Ces articles de la rubrique « Ailleurs sur le web » sont publiés à titre d'information et n'engagent pas la Tendance CLAIRE.
On estime à 187 Mds€ la dette brute des entreprises dites « à risque » fin 2018 en France. Une hausse de 100 points de base de leurs coûts de financement pourrait entrainer une augmentation de ce montant de 60%, susceptible de fragiliser le système financier. Ce résultat conforte les mesures prises par le Haut Conseil de stabilité financière (HCSF) dès 2018 pour assurer la résilience du système bancaire.
Graphique 1 : Dette brute à risque des groupes français Source : FIBEN Groupe, calcul des auteurs. Note : ICR = Interest Coverage Ratio, soit le ratio de couverture des charges d’intérêt au regard des revenus ; levier net défini comme le ratio de la dette nette des liquidités sur les fonds propres.
Le besoin d’une distribution dynamique des crédits aux entreprises, en soutien à l’activité économique, justifie la poursuite d’une politique de taux extrêmement bas et de conditions de liquidités très accommodantes au sein de la zone euro. Dans ce contexte, la dette des entreprises françaises a nettement progressé non seulement pour financer un taux d’investissement demeuré élevé mais aussi des acquisitions externes et une accumulation de liquidités. Dans quelle mesure le niveau d’endettement élevé de certaines entreprises peut-il être une source de risque systémique ?
Quels canaux de transmission du risque systémique des grandes entreprises ?
Les grandes entreprises (GE) et les établissements de taille intermédiaires (ETI) peuvent faire peser deux risques sur la stabilité financière.

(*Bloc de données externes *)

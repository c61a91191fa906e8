//! Snapshot store, transactions, and the status oracle.
//!
//! `State` is a cheaply cloneable snapshot of the replicated key-value
//! store. The chain reconstructs a fresh `State` per block validation and
//! keeps one long-lived instance for the finalised prefix; everything else
//! works on throwaway clones, which is what makes dry runs and mint
//! previews safe.
//!
//! The oracle bookkeeping is two maps: `row_commits` records, per row
//! fingerprint, the commit-timestamp of the latest write to touch it, and
//! `clock` is the monotonic commit counter every transaction draws its
//! start-timestamp from.

use crate::domain::errors::SsiError;
use crate::domain::write::{KeyValue, Write, WriteId};
use shared_types::{row_fingerprint, RowHash};
use std::collections::{BTreeMap, BTreeSet, HashMap, HashSet};
use tracing::trace;

/// A consistent snapshot of the replicated state.
#[derive(Clone, Debug, Default)]
pub struct State {
    /// Values keyed by the full key. Fingerprint collisions cannot reach
    /// here; they only affect the conflict metadata below.
    data: HashMap<Vec<u8>, Vec<u8>>,
    /// Latest commit-timestamp per row fingerprint.
    row_commits: HashMap<RowHash, u64>,
    /// Monotonic commit counter.
    clock: u64,
    /// Ids of writes already folded into this snapshot.
    applied: HashSet<WriteId>,
}

/// The collected read/write sets of a finished transaction, detached from
/// the snapshot it ran against so the snapshot can be mutated at commit.
#[derive(Debug, Default)]
pub struct TxData {
    pub start_ts: u64,
    pub reads: BTreeSet<RowHash>,
    pub writes: BTreeMap<RowHash, KeyValue>,
}

impl TxData {
    /// True when the transaction wrote nothing.
    pub fn is_empty(&self) -> bool {
        self.writes.is_empty()
    }
}

/// An in-flight transaction over a snapshot.
///
/// `get` records reads; `set` records writes and updates a private
/// overlay so subsequent `get`s observe the transaction's own writes.
pub struct Tx<'a> {
    snapshot: &'a State,
    data: TxData,
    overlay: HashMap<Vec<u8>, Vec<u8>>,
}

impl<'a> Tx<'a> {
    /// Read a key, recording the row in the read set.
    pub fn get(&mut self, key: &[u8]) -> Option<Vec<u8>> {
        self.data.reads.insert(row_fingerprint(key));
        if let Some(value) = self.overlay.get(key) {
            return Some(value.clone());
        }
        self.snapshot.data.get(key).cloned()
    }

    /// Write a key, recording the row in the write set.
    pub fn set(&mut self, key: &[u8], value: &[u8]) {
        let row = row_fingerprint(key);
        self.data.writes.insert(
            row,
            KeyValue {
                key: key.to_vec(),
                value: value.to_vec(),
            },
        );
        self.overlay.insert(key.to_vec(), value.to_vec());
    }

    /// Detach the read/write sets from the snapshot borrow.
    pub fn into_data(self) -> TxData {
        self.data
    }
}

impl State {
    pub fn new() -> Self {
        Self::default()
    }

    /// Begin a transaction at the current counter value.
    pub fn begin(&self) -> Tx<'_> {
        Tx {
            snapshot: self,
            data: TxData {
                start_ts: self.clock,
                ..TxData::default()
            },
            overlay: HashMap::new(),
        }
    }

    /// Commit a finished transaction through the status oracle.
    ///
    /// On success the counter advances, every written row records the new
    /// commit-timestamp, and the unsigned [`Write`] carrying the diff is
    /// returned for the caller to sign and broadcast.
    pub fn commit(&mut self, data: TxData) -> Result<Write, SsiError> {
        for row in &data.reads {
            if let Some(&committed) = self.row_commits.get(row) {
                if committed > data.start_ts {
                    return Err(SsiError::ApplyConflict {
                        row: *row,
                        committed,
                        start: data.start_ts,
                    });
                }
            }
        }
        self.clock += 1;
        let time_commit = self.clock;
        for (row, kv) in &data.writes {
            self.data.insert(kv.key.clone(), kv.value.clone());
            self.row_commits.insert(*row, time_commit);
        }
        Ok(Write {
            time_start: data.start_ts,
            time_commit,
            reads: data.reads,
            writes: data.writes,
            ..Write::default()
        })
    }

    /// Replay a committed write with its recorded timestamps.
    ///
    /// Used to rebuild state from the chain's write log. Rejects
    /// duplicates (`AlreadyApplied`) and stale snapshots
    /// (`ApplyConflict`), which during reconstruction signals that the
    /// chain itself carries an invalid block.
    pub fn apply(&mut self, write: &Write) -> Result<(), SsiError> {
        let id = write.id();
        if self.applied.contains(&id) {
            return Err(SsiError::AlreadyApplied);
        }
        write.check_against(&self.row_commits)?;
        for (row, kv) in &write.writes {
            self.data.insert(kv.key.clone(), kv.value.clone());
            self.row_commits.insert(*row, write.time_commit);
        }
        self.clock = self.clock.max(write.time_commit);
        self.applied.insert(id);
        trace!(time_commit = write.time_commit, "applied write");
        Ok(())
    }

    /// Dry-run commit: report what [`State::apply`] would do without
    /// mutating the snapshot. Equivalent to applying and immediately
    /// reverting.
    pub fn apply_dry_run(&self, write: &Write) -> Result<(), SsiError> {
        if self.applied.contains(&write.id()) {
            return Err(SsiError::AlreadyApplied);
        }
        write.check_against(&self.row_commits)
    }

    /// Rebuild a state from an ordered log of write batches.
    ///
    /// Any conflict aborts reconstruction with the offending error; the
    /// caller treats that as proof the log (i.e. the chain) is invalid.
    pub fn reconstruct<'w>(
        batches: impl IntoIterator<Item = &'w [Write]>,
    ) -> Result<State, SsiError> {
        let mut state = State::new();
        for batch in batches {
            for write in batch {
                state.apply(write)?;
            }
        }
        Ok(state)
    }

    /// Read-only access bypassing the oracle entirely.
    pub fn get_ro(&self, key: &[u8]) -> Option<&[u8]> {
        self.data.get(key).map(Vec::as_slice)
    }

    /// True if the snapshot has folded in the write with this id.
    pub fn has_applied(&self, id: &WriteId) -> bool {
        self.applied.contains(id)
    }

    /// Current value of the commit counter.
    pub fn clock(&self) -> u64 {
        self.clock
    }

    /// Visit every key with the given prefix in sorted key order.
    pub fn scan_prefix(&self, prefix: &[u8], mut f: impl FnMut(&[u8], &[u8])) {
        let mut keys: Vec<&Vec<u8>> = self
            .data
            .keys()
            .filter(|k| k.starts_with(prefix))
            .collect();
        keys.sort();
        for key in keys {
            f(key, &self.data[key]);
        }
    }
}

Premièrement, les institutions financières peuvent leur avoir prêté des sommes importantes et donc se retrouver en difficulté si elles ne sont pas remboursées. En France fin 2018, on compte 1710 Mds de dette cumulée des entreprises quelle que soit leur taille. La dette consolidée des ETI et des GE représente 1070 Mds de dette brute (Graphique 1), dont 500 Mds pour les seules 20 plus grandes (30% du total).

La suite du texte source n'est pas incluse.